* **PROBLEM REQUIREMENTS**
Print all records exactly, leaving nothing out.

[Items from a data source]
====
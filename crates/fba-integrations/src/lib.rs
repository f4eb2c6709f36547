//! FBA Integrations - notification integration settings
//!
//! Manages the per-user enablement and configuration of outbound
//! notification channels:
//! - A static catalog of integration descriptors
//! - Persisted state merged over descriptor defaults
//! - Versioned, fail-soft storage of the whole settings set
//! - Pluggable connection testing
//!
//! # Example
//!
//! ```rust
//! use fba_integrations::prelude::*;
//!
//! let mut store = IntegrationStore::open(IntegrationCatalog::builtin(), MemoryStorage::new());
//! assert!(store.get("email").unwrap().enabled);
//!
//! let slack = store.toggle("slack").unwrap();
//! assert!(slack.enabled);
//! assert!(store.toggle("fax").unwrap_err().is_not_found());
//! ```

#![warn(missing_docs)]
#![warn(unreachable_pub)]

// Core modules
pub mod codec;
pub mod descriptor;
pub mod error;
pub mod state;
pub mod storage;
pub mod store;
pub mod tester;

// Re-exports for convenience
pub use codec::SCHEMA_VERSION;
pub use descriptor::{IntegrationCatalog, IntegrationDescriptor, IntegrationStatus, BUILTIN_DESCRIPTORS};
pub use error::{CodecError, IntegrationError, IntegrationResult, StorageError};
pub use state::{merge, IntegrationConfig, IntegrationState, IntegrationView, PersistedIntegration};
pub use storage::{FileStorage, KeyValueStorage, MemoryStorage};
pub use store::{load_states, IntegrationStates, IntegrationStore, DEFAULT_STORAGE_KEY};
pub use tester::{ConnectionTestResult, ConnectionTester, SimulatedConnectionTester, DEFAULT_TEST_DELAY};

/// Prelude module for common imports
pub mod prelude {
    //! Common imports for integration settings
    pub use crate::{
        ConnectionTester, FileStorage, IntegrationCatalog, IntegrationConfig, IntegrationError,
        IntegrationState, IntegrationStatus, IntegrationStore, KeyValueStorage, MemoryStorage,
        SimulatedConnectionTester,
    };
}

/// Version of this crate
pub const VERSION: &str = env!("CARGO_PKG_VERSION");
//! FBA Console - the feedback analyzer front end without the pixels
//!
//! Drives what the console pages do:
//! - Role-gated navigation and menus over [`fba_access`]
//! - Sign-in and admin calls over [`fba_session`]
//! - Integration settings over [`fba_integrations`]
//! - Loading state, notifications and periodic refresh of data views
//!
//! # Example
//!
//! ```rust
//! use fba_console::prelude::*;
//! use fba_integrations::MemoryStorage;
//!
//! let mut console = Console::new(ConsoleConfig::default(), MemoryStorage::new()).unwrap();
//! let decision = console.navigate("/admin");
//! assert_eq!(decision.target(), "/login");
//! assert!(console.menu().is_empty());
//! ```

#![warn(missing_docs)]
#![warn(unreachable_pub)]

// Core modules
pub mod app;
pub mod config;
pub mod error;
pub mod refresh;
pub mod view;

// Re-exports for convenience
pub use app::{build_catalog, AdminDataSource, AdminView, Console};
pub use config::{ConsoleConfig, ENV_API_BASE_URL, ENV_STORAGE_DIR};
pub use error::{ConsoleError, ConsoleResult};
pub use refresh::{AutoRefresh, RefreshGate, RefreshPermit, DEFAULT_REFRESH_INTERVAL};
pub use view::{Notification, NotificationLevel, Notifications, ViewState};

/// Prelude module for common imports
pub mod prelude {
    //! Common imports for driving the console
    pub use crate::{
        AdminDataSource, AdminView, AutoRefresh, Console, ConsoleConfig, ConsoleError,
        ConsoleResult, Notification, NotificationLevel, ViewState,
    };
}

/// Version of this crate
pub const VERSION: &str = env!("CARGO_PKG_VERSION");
====
* **SOLUTION FOR THIS PROBLEM**
filename crates/fba-integrations/src/lib.rs
repository f4eb2c6709f36547
//! FBA Integrations - notification integration settings
//!
//! Manages the per-user enablement and configuration of outbound
//! notification channels:
//! - A static catalog of integration descriptors
//! - Persisted state merged over descriptor defaults
//! - Versioned, fail-soft storage of the whole settings set
//! - Pluggable connection testing
//!
//! # Example
//!
//! ```rust
//! use fba_integrations::prelude::*;
//!
//! let mut store = IntegrationStore::open(IntegrationCatalog::builtin(), MemoryStorage::new());
//! assert!(store.get("email").unwrap().enabled);
//!
//! let slack = store.toggle("slack").unwrap();
//! assert!(slack.enabled);
//! assert!(store.toggle("fax").unwrap_err().is_not_found());
//! ```

#![warn(missing_docs)]
#![warn(unreachable_pub)]

// Core modules
pub mod codec;
pub mod descriptor;
pub mod error;
pub mod state;
pub mod storage;
pub mod store;
pub mod tester;

// Re-exports for convenience
pub use codec::SCHEMA_VERSION;
pub use descriptor::{IntegrationCatalog, IntegrationDescriptor, IntegrationStatus, BUILTIN_DESCRIPTORS};
pub use error::{CodecError, IntegrationError, IntegrationResult, StorageError};
pub use state::{merge, IntegrationConfig, IntegrationState, IntegrationView, PersistedIntegration};
pub use storage::{FileStorage, KeyValueStorage, MemoryStorage};
pub use store::{load_states, IntegrationStates, IntegrationStore, DEFAULT_STORAGE_KEY};
pub use tester::{ConnectionTestResult, ConnectionTester, SimulatedConnectionTester, DEFAULT_TEST_DELAY};

/// Prelude module for common imports
pub mod prelude {
    //! Common imports for integration settings
    pub use crate::{
        ConnectionTester, FileStorage, IntegrationCatalog, IntegrationConfig, IntegrationError,
        IntegrationState, IntegrationStatus, IntegrationStore, KeyValueStorage, MemoryStorage,
        SimulatedConnectionTester,
    };
}

/// Version of this crate
pub const VERSION: &str = env!("CARGO_PKG_VERSION");
//! FBA Console - the feedback analyzer front end without the pixels
//!
//! Drives what the console pages do:
//! - Role-gated navigation and menus over [`fba_access`]
//! - Sign-in and admin calls over [`fba_session`]
//! - Integration settings over [`fba_integrations`]
//! - Loading state, notifications and periodic refresh of data views
//!
//! # Example
//!
//! ```rust
//! use fba_console::prelude::*;
//! use fba_integrations::MemoryStorage;
//!
//! let mut console = Console::new(ConsoleConfig::default(), MemoryStorage::new()).unwrap();
//! let decision = console.navigate("/admin");
//! assert_eq!(decision.target(), "/login");
//! assert!(console.menu().is_empty());
//! ```

#![warn(missing_docs)]
#![warn(unreachable_pub)]

// Core modules
pub mod app;
pub mod config;
pub mod error;
pub mod refresh;
pub mod view;

// Re-exports for convenience
pub use app::{build_catalog, AdminDataSource, AdminView, Console};
pub use config::{ConsoleConfig, ENV_API_BASE_URL, ENV_STORAGE_DIR};
pub use error::{ConsoleError, ConsoleResult};
pub use refresh::{AutoRefresh, RefreshGate, RefreshPermit, DEFAULT_REFRESH_INTERVAL};
pub use view::{Notification, NotificationLevel, Notifications, ViewState};

/// Prelude module for common imports
pub mod prelude {
    //! Common imports for driving the console
    pub use crate::{
        AdminDataSource, AdminView, AutoRefresh, Console, ConsoleConfig, ConsoleError,
        ConsoleResult, Notification, NotificationLevel, ViewState,
    };
}

/// Version of this crate
pub const VERSION: &str = env!("CARGO_PKG_VERSION");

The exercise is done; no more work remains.